A family has been told to take down a wooden fence that separates their front garden from a main road after their application to keep it was rejected.

Sophie Daly had asked for permission to maintain the fence, which stands at 1.98m at its highest point and is taller than a “dwarf wall”, along with a garden gate she claimed improved safety and security for her child and the family’s large dog.

She maintained that it offered better protection from noise and pollution caused by the busy A48 near her home in Chepstow, compared to the hedge it replaced, for the detached two-storey property. The fence was put up at the St Lawrence Road home between February and April this year, with Ms Daly submitting a retrospective application in August, WalesOnline reports.

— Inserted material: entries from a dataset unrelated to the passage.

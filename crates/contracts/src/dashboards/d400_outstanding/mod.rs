pub mod dto;

pub use dto::{AgingBucket, OutstandingRow, OutstandingSort, OutstandingSummary};
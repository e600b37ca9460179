//! Request layer: endpoint registry, JSON requests and image upload.

pub mod endpoints;
pub mod error;
pub mod manager;
pub mod upload;

pub use endpoints::{api, Endpoint, Method};
pub use error::ApiError;
pub use manager::NetworkManager;
pub use upload::upload_image;
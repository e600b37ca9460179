use crate::layout::center::{Center, TabStrip};
use crate::layout::global_context::{AppGlobalContext, Tab as TabData};
use crate::layout::left::Navbar;
use crate::layout::tabs::TabPage;
use crate::layout::Shell;
use leptos::prelude::*;

/// Sidebar, tab strip and the content of every opened tab.
///
/// Sign-in is handled outside the console; the bearer token, when present in
/// local storage, is attached by the request layer.
#[component]
fn MainLayout() -> impl IntoView {
    let tabs_store = leptos::context::use_context::<AppGlobalContext>()
        .expect("AppGlobalContext context not found");

    // Restore `?active=` from the URL and keep it in sync afterwards.
    tabs_store.init_router_integration();

    view! {
        <Shell
            left=|| view! { <Navbar /> }.into_any()
            center=move || {
                view! {
                    <Center>
                        <TabStrip />
                        <For
                            each=move || tabs_store.opened.get()
                            key=|tab| tab.key.clone()
                            children=move |tab: TabData| {
                                view! { <TabPage tab=tab tabs_store=tabs_store /> }
                            }
                        />
                    </Center>
                }
                    .into_any()
            }
        />
    }
}

#[component]
pub fn AppRoutes() -> impl IntoView {
    view! { <MainLayout /> }
}
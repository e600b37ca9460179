//! Phone number normalization shared by every recipient source.
//!
//! Two forms are in use:
//! - the 10-digit subscriber number, which is the de-duplication key for
//!   every recipient set in the console;
//! - the 12-digit `91`-prefixed MSISDN, which is what the messaging
//!   transport expects.

use thiserror::Error;

/// Country calling code for India
pub const COUNTRY_CODE: &str = "91";

/// Errors raised while accepting a manually typed number
#[derive(Debug, Clone, PartialEq, Eq, Error)]
pub enum PhoneError {
    #[error("Please enter a mobile number")]
    Empty,
    #[error("Enter a valid 10-digit mobile number (or 12 digits starting with 91)")]
    InvalidLength { digits: usize },
}

/// Keep only ASCII digits
pub fn digits_only(raw: &str) -> String {
    raw.chars().filter(|c| c.is_ascii_digit()).collect()
}

/// De-duplication key: the last 10 digits of the subscriber number.
///
/// Strips non-digits, drops a leading `91` only when exactly 10 digits
/// remain after it, then drops a single leading `0`.
/// Example: "+91 98765 43210" -> "9876543210", "09876543210" -> "9876543210"
pub fn normalize_phone(raw: &str) -> String {
    let mut digits = digits_only(raw);

    if digits.len() == 12 && digits.starts_with(COUNTRY_CODE) {
        digits = digits[2..].to_string();
    }
    if digits.len() == 11 && digits.starts_with('0') {
        digits = digits[1..].to_string();
    }

    if digits.len() > 10 {
        digits[digits.len() - 10..].to_string()
    } else {
        digits
    }
}

/// Accept a manually typed number.
///
/// Only a 10-digit number or `91` followed by 10 digits is accepted once all
/// other characters are stripped.
pub fn parse_manual_phone(raw: &str) -> Result<String, PhoneError> {
    let digits = digits_only(raw);
    match digits.len() {
        0 => Err(PhoneError::Empty),
        10 => Ok(digits),
        12 if digits.starts_with(COUNTRY_CODE) => Ok(digits[2..].to_string()),
        n => Err(PhoneError::InvalidLength { digits: n }),
    }
}

/// 12-digit `91`-prefixed form required by the messaging transport
pub fn to_msisdn(raw: &str) -> String {
    let local = normalize_phone(raw);
    if local.is_empty() {
        return String::new();
    }
    format!("{}{}", COUNTRY_CODE, local)
}

/// Exactly 10 digits, nothing else
pub fn is_valid_mobile(raw: &str) -> bool {
    let trimmed = raw.trim();
    trimmed.len() == 10 && trimmed.chars().all(|c| c.is_ascii_digit())
}

/// Backend object id: 24 hex characters.
/// Manually entered recipients carry synthetic ids and fail this check.
pub fn is_object_id(id: &str) -> bool {
    id.len() == 24 && id.chars().all(|c| c.is_ascii_hexdigit())
}

/// Masked display form, e.g. "98XXXXXX10"
pub fn mask_phone(raw: &str) -> String {
    let local = normalize_phone(raw);
    if local.len() < 4 {
        return local;
    }
    format!(
        "{}{}{}",
        &local[..2],
        "X".repeat(local.len() - 4),
        &local[local.len() - 2..]
    )
}

#[cfg(test)]
mod tests {
    use super::*;

    #[test]
    fn test_normalize_variants_agree() {
        assert_eq!(normalize_phone("9876543210"), "9876543210");
        assert_eq!(normalize_phone("919876543210"), "9876543210");
        assert_eq!(normalize_phone("09876543210"), "9876543210");
        assert_eq!(normalize_phone("+91 98765 43210"), "9876543210");
        assert_eq!(normalize_phone("+91-98765-43210"), "9876543210");
    }

    #[test]
    fn test_normalize_is_idempotent() {
        for raw in ["9876543210", "919876543210", "09876543210", "+91 91234 56789"] {
            let once = normalize_phone(raw);
            assert_eq!(normalize_phone(&once), once, "input {}", raw);
        }
    }

    #[test]
    fn test_normalize_keeps_91_prefix_of_ten_digit_number() {
        // A real 10-digit number that happens to start with 91
        assert_eq!(normalize_phone("9123456789"), "9123456789");
    }

    #[test]
    fn test_normalize_short_input_passes_through() {
        assert_eq!(normalize_phone("12345"), "12345");
        assert_eq!(normalize_phone(""), "");
    }

    #[test]
    fn test_parse_manual_phone() {
        assert_eq!(parse_manual_phone("+91 98765 43210"), Ok("9876543210".to_string()));
        assert_eq!(parse_manual_phone("9876543210"), Ok("9876543210".to_string()));
        assert_eq!(parse_manual_phone("   "), Err(PhoneError::Empty));
        assert_eq!(
            parse_manual_phone("09876543210"),
            Err(PhoneError::InvalidLength { digits: 11 })
        );
        assert_eq!(
            parse_manual_phone("449876543210"),
            Err(PhoneError::InvalidLength { digits: 12 })
        );
    }

    #[test]
    fn test_to_msisdn() {
        assert_eq!(to_msisdn("9876543210"), "919876543210");
        assert_eq!(to_msisdn("919876543210"), "919876543210");
        assert_eq!(to_msisdn("0 98765 43210"), "919876543210");
        assert_eq!(to_msisdn(""), "");
    }

    #[test]
    fn test_is_object_id() {
        assert!(is_object_id("64b7f0c2a1e4d3b2c1a09f8e"));
        assert!(!is_object_id("manual-9876543210"));
        assert!(!is_object_id("64b7f0c2a1e4d3b2c1a09f8"));
        assert!(!is_object_id("zzb7f0c2a1e4d3b2c1a09f8e"));
    }

    #[test]
    fn test_is_valid_mobile() {
        assert!(is_valid_mobile("9876543210"));
        assert!(!is_valid_mobile("98765 43210"));
        assert!(!is_valid_mobile("987654321"));
    }

    #[test]
    fn test_mask_phone() {
        assert_eq!(mask_phone("+919876543210"), "98XXXXXX10");
    }
}
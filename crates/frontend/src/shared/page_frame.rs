//! Root wrapper for every page rendered inside a tab.
//!
//! Sets `id="{tab key}--{category}"` and `data-page-category` on the root
//! element so pages can be located in the DOM.

use leptos::prelude::*;

pub const PAGE_CAT_LIST: &str = "list";
pub const PAGE_CAT_DASHBOARD: &str = "dashboard";
pub const PAGE_CAT_USECASE: &str = "usecase";

#[component]
pub fn PageFrame(
    /// e.g. `"a005_campaign--list"`
    page_id: &'static str,
    category: &'static str,
    #[prop(optional)]
    class: &'static str,
    children: Children,
) -> impl IntoView {
    let base_class = match category {
        PAGE_CAT_DASHBOARD => "page page--dashboard",
        _ => "page",
    };
    let full_class = if class.is_empty() {
        base_class.to_string()
    } else {
        format!("{base_class} {class}")
    };

    view! {
        <div id=page_id class=full_class data-page-category=category>
            {children()}
        </div>
    }
}
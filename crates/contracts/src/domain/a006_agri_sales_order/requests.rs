use serde::{Deserialize, Serialize};
use std::collections::BTreeMap;

/// New order captured from the mobile form
#[derive(Debug, Clone, Default, PartialEq, Serialize, Deserialize)]
#[serde(rename_all = "camelCase")]
pub struct CreateOrderDto {
    pub customer_name: String,
    pub customer_mobile: String,
    #[serde(skip_serializing_if = "String::is_empty", default)]
    pub village: String,
    #[serde(skip_serializing_if = "String::is_empty", default)]
    pub taluka: String,
    #[serde(skip_serializing_if = "String::is_empty", default)]
    pub district: String,
    pub product_name: String,
    pub quantity: f64,
    pub rate: f64,
    pub total_amount: f64,
    #[serde(skip_serializing_if = "Option::is_none")]
    pub advance_amount: Option<f64>,
    #[serde(skip_serializing_if = "Option::is_none")]
    pub delivery_date: Option<String>,
    #[serde(skip_serializing_if = "Option::is_none")]
    pub notes: Option<String>,
}

impl CreateOrderDto {
    pub fn computed_total(&self) -> f64 {
        (self.quantity * self.rate * 100.0).round() / 100.0
    }
}

#[derive(Debug, Clone, Copy, PartialEq, Eq, Hash, Serialize, Deserialize)]
#[serde(rename_all = "SCREAMING_SNAKE_CASE")]
pub enum PaymentMode {
    Cash,
    Upi,
    Neft,
    Rtgs,
    Cheque,
    BankTransfer,
}

impl PaymentMode {
    pub fn all() -> [PaymentMode; 6] {
        [
            PaymentMode::Cash,
            PaymentMode::Upi,
            PaymentMode::Neft,
            PaymentMode::Rtgs,
            PaymentMode::Cheque,
            PaymentMode::BankTransfer,
        ]
    }

    pub fn code(&self) -> &'static str {
        match self {
            PaymentMode::Cash => "CASH",
            PaymentMode::Upi => "UPI",
            PaymentMode::Neft => "NEFT",
            PaymentMode::Rtgs => "RTGS",
            PaymentMode::Cheque => "CHEQUE",
            PaymentMode::BankTransfer => "BANK_TRANSFER",
        }
    }

    pub fn display_name(&self) -> &'static str {
        match self {
            PaymentMode::Cash => "Cash",
            PaymentMode::Upi => "UPI",
            PaymentMode::Neft => "NEFT",
            PaymentMode::Rtgs => "RTGS",
            PaymentMode::Cheque => "Cheque",
            PaymentMode::BankTransfer => "Bank transfer",
        }
    }

    pub fn from_code(code: &str) -> Option<Self> {
        PaymentMode::all()
            .into_iter()
            .find(|m| m.code().eq_ignore_ascii_case(code))
    }

    /// Receipt photo is mandatory for every mode except cash and NEFT
    pub fn requires_receipt(&self) -> bool {
        !matches!(self, PaymentMode::Cash | PaymentMode::Neft)
    }
}

#[derive(Debug, Clone, PartialEq, Serialize, Deserialize)]
#[serde(rename_all = "camelCase")]
pub struct PaymentRequest {
    pub amount: f64,
    pub mode_of_payment: PaymentMode,
    pub payment_date: String,
    #[serde(skip_serializing_if = "Option::is_none")]
    pub reference_number: Option<String>,
    #[serde(default)]
    pub receipt_photos: Vec<String>,
    #[serde(skip_serializing_if = "Option::is_none")]
    pub notes: Option<String>,
}

#[derive(Debug, Clone, Copy, PartialEq, Eq, Hash, Serialize, Deserialize)]
#[serde(rename_all = "SCREAMING_SNAKE_CASE")]
pub enum DispatchMode {
    Vehicle,
    Courier,
}

impl DispatchMode {
    pub fn display_name(&self) -> &'static str {
        match self {
            DispatchMode::Vehicle => "Own vehicle",
            DispatchMode::Courier => "Courier",
        }
    }
}

#[derive(Debug, Clone, PartialEq, Serialize, Deserialize)]
#[serde(rename_all = "camelCase")]
pub struct DispatchRequest {
    pub order_ids: Vec<String>,
    pub dispatch_mode: DispatchMode,
    #[serde(skip_serializing_if = "Option::is_none")]
    pub vehicle_id: Option<String>,
    #[serde(skip_serializing_if = "Option::is_none")]
    pub vehicle_number: Option<String>,
    #[serde(skip_serializing_if = "Option::is_none")]
    pub driver_name: Option<String>,
    #[serde(skip_serializing_if = "Option::is_none")]
    pub driver_mobile: Option<String>,
    #[serde(skip_serializing_if = "Option::is_none")]
    pub courier_name: Option<String>,
    #[serde(skip_serializing_if = "Option::is_none")]
    pub courier_tracking_id: Option<String>,
    #[serde(skip_serializing_if = "Option::is_none")]
    pub courier_contact: Option<String>,
    #[serde(skip_serializing_if = "Option::is_none")]
    pub dispatch_notes: Option<String>,
}

impl DispatchRequest {
    pub fn new(order_ids: Vec<String>, dispatch_mode: DispatchMode) -> Self {
        Self {
            order_ids,
            dispatch_mode,
            vehicle_id: None,
            vehicle_number: None,
            driver_name: None,
            driver_mobile: None,
            courier_name: None,
            courier_tracking_id: None,
            courier_contact: None,
            dispatch_notes: None,
        }
    }

    /// Drop fields that belong to the other dispatch mode
    pub fn scrubbed(mut self) -> Self {
        match self.dispatch_mode {
            DispatchMode::Vehicle => {
                self.courier_name = None;
                self.courier_tracking_id = None;
                self.courier_contact = None;
            }
            DispatchMode::Courier => {
                self.vehicle_id = None;
                self.vehicle_number = None;
                self.driver_name = None;
                self.driver_mobile = None;
            }
        }
        self
    }
}

/// Completion, optionally with returned quantities that go back to stock
#[derive(Debug, Clone, Default, PartialEq, Serialize, Deserialize)]
#[serde(rename_all = "camelCase")]
pub struct CompleteOrderRequest {
    pub order_ids: Vec<String>,
    #[serde(default)]
    pub return_quantities: BTreeMap<String, f64>,
    #[serde(skip_serializing_if = "Option::is_none")]
    pub return_reason: Option<String>,
    #[serde(skip_serializing_if = "Option::is_none")]
    pub return_notes: Option<String>,
}

#[derive(Debug, Clone, Copy, PartialEq, Eq, Hash, Serialize, Deserialize)]
#[serde(rename_all = "SCREAMING_SNAKE_CASE")]
pub enum AdjustmentType {
    Refund,
    CreditNote,
    Deduction,
}

impl AdjustmentType {
    pub fn all() -> [AdjustmentType; 3] {
        [
            AdjustmentType::Refund,
            AdjustmentType::CreditNote,
            AdjustmentType::Deduction,
        ]
    }

    pub fn code(&self) -> &'static str {
        match self {
            AdjustmentType::Refund => "REFUND",
            AdjustmentType::CreditNote => "CREDIT_NOTE",
            AdjustmentType::Deduction => "DEDUCTION",
        }
    }

    pub fn display_name(&self) -> &'static str {
        match self {
            AdjustmentType::Refund => "Refund",
            AdjustmentType::CreditNote => "Credit note",
            AdjustmentType::Deduction => "Deduction",
        }
    }

    pub fn from_code(code: &str) -> Option<Self> {
        AdjustmentType::all().into_iter().find(|t| t.code() == code)
    }
}

#[derive(Debug, Clone, PartialEq, Serialize, Deserialize)]
#[serde(rename_all = "camelCase")]
pub struct PaymentAdjustment {
    pub amount: f64,
    pub adjustment_type: AdjustmentType,
    pub reason: String,
    #[serde(skip_serializing_if = "Option::is_none")]
    pub notes: Option<String>,
}

/// Sales return against a dispatched order. Does not touch stock.
#[derive(Debug, Clone, Default, PartialEq, Serialize, Deserialize)]
#[serde(rename_all = "camelCase")]
pub struct SalesReturnRequest {
    pub return_quantity: f64,
    #[serde(skip_serializing_if = "Option::is_none")]
    pub return_reason: Option<String>,
    #[serde(skip_serializing_if = "Option::is_none")]
    pub return_notes: Option<String>,
    #[serde(skip_serializing_if = "Option::is_none")]
    pub payment_adjustments: Option<Vec<PaymentAdjustment>>,
}

#[derive(Debug, Clone, Default, PartialEq, Serialize, Deserialize)]
#[serde(rename_all = "camelCase")]
pub struct RejectOrderRequest {
    pub reason: String,
}

#[cfg(test)]
mod tests {
    use super::*;

    #[test]
    fn test_dispatch_scrub_and_wire_shape() {
        let mut req = DispatchRequest::new(vec!["o1".into()], DispatchMode::Courier);
        req.courier_name = Some("DTDC".into());
        req.courier_tracking_id = Some("D123".into());
        req.driver_name = Some("left over".into());
        let json = serde_json::to_value(req.scrubbed()).unwrap();
        assert_eq!(json["dispatchMode"], "COURIER");
        assert_eq!(json["orderIds"][0], "o1");
        assert_eq!(json["courierTrackingId"], "D123");
        assert!(json.get("driverName").is_none());
    }

    #[test]
    fn test_payment_mode_receipt_rule() {
        assert!(!PaymentMode::Cash.requires_receipt());
        assert!(!PaymentMode::Neft.requires_receipt());
        assert!(PaymentMode::Upi.requires_receipt());
        assert!(PaymentMode::Cheque.requires_receipt());
        assert_eq!(PaymentMode::from_code("upi"), Some(PaymentMode::Upi));
    }

    #[test]
    fn test_complete_request_keys_by_order_id() {
        let mut req = CompleteOrderRequest {
            order_ids: vec!["o1".into(), "o2".into()],
            ..Default::default()
        };
        req.return_quantities.insert("o1".into(), 2.0);
        let json = serde_json::to_value(&req).unwrap();
        assert_eq!(json["returnQuantities"]["o1"], 2.0);
        assert!(json.get("returnReason").is_none());
    }

    #[test]
    fn test_computed_total_rounds_to_paise() {
        let dto = CreateOrderDto {
            quantity: 3.0,
            rate: 33.333,
            ..Default::default()
        };
        assert_eq!(dto.computed_total(), 100.0);
    }
}
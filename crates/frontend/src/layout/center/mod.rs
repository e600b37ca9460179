pub mod center;
pub mod tab_strip;

pub use center::Center;
pub use tab_strip::TabStrip;
use crate::shared::settings::DEFAULT_LANGUAGE_CODE;
use serde::{Deserialize, Serialize};
use std::collections::BTreeMap;

/// Approved WhatsApp template with its named variables.
///
/// Variables are referenced in the body either positionally (`{{1}}`) or by
/// name (`{{village}}`); the n-th entry of `variables` backs `{{n}}`.
#[derive(Debug, Clone, Default, PartialEq, Serialize, Deserialize)]
#[serde(rename_all = "camelCase")]
pub struct MessageTemplate {
    #[serde(alias = "templateName", alias = "elementName")]
    pub name: String,
    #[serde(default, alias = "languageCode")]
    pub language: Option<String>,
    #[serde(default, alias = "text")]
    pub body: String,
    #[serde(default, alias = "params", alias = "parameters")]
    pub variables: Vec<String>,
    #[serde(default)]
    pub category: Option<String>,
    #[serde(default)]
    pub status: Option<String>,
}

impl MessageTemplate {
    pub const ITEMS_KEYS: &'static [&'static str] = &["templates", "items"];

    pub fn language_code(&self) -> &str {
        self.language
            .as_deref()
            .filter(|l| !l.trim().is_empty())
            .unwrap_or(DEFAULT_LANGUAGE_CODE)
    }

    /// Body with every variable substituted by `value_of(variable)`
    pub fn render(&self, value_of: impl Fn(&str) -> String) -> String {
        let mut text = self.body.clone();
        for (idx, var) in self.variables.iter().enumerate() {
            let value = value_of(var);
            text = text.replace(&format!("{{{{{}}}}}", idx + 1), &value);
            text = text.replace(&format!("{{{{{}}}}}", var), &value);
        }
        text
    }

    /// Body with typed values filled in; variables without a value keep
    /// their `{{name}}` marker
    pub fn preview(&self, values: &BTreeMap<String, String>) -> String {
        self.render(|var| match values.get(var).map(|v| v.trim()) {
            Some(v) if !v.is_empty() => v.to_string(),
            _ => format!("{{{{{}}}}}", var),
        })
    }
}

#[cfg(test)]
mod tests {
    use super::*;

    fn template() -> MessageTemplate {
        MessageTemplate {
            name: "kharif_offer".into(),
            body: "Namaste {{1}}, new seed stock is available in {{village}}.".into(),
            variables: vec!["name".into(), "village".into()],
            ..Default::default()
        }
    }

    #[test]
    fn test_render_positional_and_named() {
        let text = template().render(|v| match v {
            "name" => "Ramesh".to_string(),
            "village" => "Wai".to_string(),
            _ => String::new(),
        });
        assert_eq!(text, "Namaste Ramesh, new seed stock is available in Wai.");
    }

    #[test]
    fn test_preview_keeps_unfilled_markers() {
        let mut values = BTreeMap::new();
        values.insert("name".to_string(), "Ramesh".to_string());
        assert_eq!(
            template().preview(&values),
            "Namaste Ramesh, new seed stock is available in {{village}}."
        );
    }

    #[test]
    fn test_language_default() {
        let mut t = template();
        assert_eq!(t.language_code(), "en");
        t.language = Some("mr".into());
        assert_eq!(t.language_code(), "mr");
    }
}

Her application was supported by Paul Pavia, the Conservative councillor for the town’s Mount Pleasant ward, Chepstow Town Council, and the only neighbour who responded to Monmouthshire County Council’s planning department. However, council planners disagreed, stating that given the “prominent location” at an entrance to the town, the gate and fence “cause unacceptable harm to the visual amenity and open character of the area”, leading them to recommend refusal.

Planning officer Philip Thomas highlighted that the property is situated at a “visually prominent entrance to Chepstow”. The planning committee members agreed and rejected the application, although three councillors opposed the refusal recommendation and one abstained.

Rachel Buckler, a Conservative councillor for Devauden, recognised the concerns but stated: “I do think it is detrimental and not in keeping and to my mind the hedge was better.”

Emma Bryn, an Independent member for Wyesham, voiced her concern that approving the fence could “set a precedent” with “a really negative effect on the environment of Chepstow”.

Cllr Pavia reminded the committee that neither the council’s highways department nor the Welsh Government, which oversees the A48, had objected, and argued that the fence offered “protection from one of Chepstow’s busiest roads”.

He further commented: “It is very near the infamous Highbeech roundabout. It is not a rural lane but a noisy, polluted urban corridor.”

The committee was also advised to reject the application due to insufficient “appropriate ecological mitigation or compensation” for the removed hedge.

Ms Dally’s application proposed providing a bird box and a “bug hotel” in the front garden.